(Records for the exercise begins)
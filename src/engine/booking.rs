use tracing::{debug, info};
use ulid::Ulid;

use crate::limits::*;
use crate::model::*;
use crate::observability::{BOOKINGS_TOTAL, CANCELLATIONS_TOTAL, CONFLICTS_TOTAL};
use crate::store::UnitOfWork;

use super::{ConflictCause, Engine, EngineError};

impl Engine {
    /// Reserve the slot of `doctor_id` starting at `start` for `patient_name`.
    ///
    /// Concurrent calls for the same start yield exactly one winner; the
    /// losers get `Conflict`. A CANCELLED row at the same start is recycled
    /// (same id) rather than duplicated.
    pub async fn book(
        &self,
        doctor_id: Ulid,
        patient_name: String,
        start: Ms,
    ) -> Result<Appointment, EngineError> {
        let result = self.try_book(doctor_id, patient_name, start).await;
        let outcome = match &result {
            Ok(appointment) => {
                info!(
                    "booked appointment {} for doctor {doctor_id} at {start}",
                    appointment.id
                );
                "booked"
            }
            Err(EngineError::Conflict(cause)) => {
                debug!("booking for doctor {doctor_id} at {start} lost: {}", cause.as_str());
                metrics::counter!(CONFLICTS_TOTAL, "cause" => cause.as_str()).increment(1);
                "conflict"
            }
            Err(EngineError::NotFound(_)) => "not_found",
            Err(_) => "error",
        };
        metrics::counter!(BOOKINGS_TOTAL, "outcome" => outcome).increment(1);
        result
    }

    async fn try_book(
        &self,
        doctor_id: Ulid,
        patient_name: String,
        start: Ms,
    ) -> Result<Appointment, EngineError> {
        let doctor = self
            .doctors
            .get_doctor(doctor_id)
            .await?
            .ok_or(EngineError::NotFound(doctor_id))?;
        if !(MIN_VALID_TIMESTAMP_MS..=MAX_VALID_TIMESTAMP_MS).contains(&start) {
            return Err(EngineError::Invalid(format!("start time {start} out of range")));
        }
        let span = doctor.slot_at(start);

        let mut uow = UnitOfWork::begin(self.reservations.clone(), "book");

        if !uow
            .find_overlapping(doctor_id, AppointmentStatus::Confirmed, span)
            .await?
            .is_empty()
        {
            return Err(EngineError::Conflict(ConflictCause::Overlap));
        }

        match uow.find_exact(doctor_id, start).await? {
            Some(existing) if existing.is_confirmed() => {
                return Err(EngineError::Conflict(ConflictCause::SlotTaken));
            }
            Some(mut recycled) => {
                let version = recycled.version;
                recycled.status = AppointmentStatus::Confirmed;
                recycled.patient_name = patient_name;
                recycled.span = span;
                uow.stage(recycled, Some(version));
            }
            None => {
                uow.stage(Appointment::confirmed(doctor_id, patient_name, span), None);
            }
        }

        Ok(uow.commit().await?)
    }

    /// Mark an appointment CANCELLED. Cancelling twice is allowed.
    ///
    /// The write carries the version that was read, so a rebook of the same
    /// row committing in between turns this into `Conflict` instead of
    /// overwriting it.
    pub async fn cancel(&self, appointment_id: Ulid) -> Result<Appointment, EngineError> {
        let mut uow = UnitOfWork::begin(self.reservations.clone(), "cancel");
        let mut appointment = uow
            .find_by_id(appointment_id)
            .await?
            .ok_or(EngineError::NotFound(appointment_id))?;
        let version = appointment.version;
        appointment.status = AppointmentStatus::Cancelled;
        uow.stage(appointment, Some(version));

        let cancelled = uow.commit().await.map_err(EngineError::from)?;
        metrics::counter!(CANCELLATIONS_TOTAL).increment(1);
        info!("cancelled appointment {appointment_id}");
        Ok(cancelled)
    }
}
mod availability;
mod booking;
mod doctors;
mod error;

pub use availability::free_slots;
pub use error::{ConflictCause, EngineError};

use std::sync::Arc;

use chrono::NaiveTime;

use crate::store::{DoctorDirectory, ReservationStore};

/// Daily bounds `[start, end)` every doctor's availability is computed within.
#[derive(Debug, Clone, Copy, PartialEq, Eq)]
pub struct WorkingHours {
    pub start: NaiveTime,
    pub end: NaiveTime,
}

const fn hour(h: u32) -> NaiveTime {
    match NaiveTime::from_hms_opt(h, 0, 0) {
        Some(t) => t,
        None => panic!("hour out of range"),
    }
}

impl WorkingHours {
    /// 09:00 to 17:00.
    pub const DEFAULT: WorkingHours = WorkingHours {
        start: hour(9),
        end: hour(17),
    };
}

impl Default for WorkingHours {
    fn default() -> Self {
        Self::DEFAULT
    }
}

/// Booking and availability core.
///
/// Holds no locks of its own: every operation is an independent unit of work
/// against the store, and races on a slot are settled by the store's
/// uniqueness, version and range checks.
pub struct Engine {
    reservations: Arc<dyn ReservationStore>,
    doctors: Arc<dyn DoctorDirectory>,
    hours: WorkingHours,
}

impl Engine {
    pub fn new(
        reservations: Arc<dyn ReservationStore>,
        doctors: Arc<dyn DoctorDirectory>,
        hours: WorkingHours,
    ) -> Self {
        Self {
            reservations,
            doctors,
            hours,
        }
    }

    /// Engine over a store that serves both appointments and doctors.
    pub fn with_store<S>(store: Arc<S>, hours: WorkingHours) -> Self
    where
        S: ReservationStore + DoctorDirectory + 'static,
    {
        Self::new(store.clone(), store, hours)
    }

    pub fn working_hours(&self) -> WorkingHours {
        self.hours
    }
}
(Records for the exercise ends)
(Records for the exercise begins)
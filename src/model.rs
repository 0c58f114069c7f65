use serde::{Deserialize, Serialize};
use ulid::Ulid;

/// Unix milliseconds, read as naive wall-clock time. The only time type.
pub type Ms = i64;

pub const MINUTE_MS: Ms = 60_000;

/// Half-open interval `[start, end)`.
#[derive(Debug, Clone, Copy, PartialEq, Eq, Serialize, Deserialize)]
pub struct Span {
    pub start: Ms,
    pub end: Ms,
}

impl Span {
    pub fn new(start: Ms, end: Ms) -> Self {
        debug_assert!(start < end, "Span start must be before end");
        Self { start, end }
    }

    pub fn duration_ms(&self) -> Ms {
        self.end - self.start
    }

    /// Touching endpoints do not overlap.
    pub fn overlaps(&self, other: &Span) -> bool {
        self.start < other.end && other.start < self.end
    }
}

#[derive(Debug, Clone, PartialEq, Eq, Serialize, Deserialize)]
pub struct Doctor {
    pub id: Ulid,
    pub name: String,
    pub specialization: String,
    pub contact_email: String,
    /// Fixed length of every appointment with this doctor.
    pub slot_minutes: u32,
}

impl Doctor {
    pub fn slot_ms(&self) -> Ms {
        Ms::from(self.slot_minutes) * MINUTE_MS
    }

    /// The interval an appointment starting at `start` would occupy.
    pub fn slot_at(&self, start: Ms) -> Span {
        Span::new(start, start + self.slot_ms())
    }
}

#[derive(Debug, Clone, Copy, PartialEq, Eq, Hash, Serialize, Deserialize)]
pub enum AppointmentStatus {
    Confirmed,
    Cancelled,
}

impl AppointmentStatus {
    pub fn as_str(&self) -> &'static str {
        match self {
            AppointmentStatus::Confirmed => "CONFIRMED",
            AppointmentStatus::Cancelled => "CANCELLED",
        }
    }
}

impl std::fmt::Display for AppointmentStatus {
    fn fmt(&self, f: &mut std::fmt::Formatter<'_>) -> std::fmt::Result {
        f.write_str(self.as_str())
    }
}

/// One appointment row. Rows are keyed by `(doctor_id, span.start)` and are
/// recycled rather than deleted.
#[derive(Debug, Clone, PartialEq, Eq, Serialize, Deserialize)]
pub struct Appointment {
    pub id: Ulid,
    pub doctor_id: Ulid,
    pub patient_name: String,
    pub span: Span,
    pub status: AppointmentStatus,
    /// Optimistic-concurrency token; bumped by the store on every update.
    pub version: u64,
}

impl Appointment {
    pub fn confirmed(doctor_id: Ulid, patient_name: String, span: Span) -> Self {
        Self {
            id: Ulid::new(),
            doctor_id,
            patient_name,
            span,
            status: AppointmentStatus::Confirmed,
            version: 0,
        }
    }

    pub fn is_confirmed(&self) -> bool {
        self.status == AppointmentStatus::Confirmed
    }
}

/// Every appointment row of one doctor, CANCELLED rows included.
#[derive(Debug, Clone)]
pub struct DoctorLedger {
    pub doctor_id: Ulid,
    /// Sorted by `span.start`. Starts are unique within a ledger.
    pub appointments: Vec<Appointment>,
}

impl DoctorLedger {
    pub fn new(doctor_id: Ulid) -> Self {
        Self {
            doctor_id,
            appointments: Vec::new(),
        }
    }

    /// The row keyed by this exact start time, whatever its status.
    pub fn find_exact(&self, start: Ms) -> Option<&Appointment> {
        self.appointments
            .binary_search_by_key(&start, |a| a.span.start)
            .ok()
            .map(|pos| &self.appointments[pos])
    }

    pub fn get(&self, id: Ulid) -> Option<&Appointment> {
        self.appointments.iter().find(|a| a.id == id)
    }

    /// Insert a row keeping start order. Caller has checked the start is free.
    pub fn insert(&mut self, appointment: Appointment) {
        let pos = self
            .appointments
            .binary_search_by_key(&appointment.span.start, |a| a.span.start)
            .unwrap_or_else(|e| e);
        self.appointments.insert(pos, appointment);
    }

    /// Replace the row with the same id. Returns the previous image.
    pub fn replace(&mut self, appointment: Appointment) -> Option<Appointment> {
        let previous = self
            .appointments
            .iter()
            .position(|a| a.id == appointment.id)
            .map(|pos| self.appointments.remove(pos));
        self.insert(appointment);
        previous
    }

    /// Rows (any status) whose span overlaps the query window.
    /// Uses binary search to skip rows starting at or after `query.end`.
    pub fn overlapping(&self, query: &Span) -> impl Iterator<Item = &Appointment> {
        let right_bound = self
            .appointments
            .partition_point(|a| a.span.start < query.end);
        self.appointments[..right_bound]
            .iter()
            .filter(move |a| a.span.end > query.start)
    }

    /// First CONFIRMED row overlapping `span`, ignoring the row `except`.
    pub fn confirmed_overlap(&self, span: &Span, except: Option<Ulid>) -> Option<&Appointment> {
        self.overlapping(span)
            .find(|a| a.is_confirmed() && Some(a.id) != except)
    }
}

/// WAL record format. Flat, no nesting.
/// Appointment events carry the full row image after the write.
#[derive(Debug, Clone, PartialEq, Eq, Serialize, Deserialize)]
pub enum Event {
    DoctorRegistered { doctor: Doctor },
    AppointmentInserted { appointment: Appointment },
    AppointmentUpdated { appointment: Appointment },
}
(Records for the exercise ends)
> Work required:
All lines of the material that contain the word "other" should be listed.

> Reply to the exercise:
    pub fn overlaps(&self, other: &Span) -> bool {
        self.start < other.end && other.start < self.end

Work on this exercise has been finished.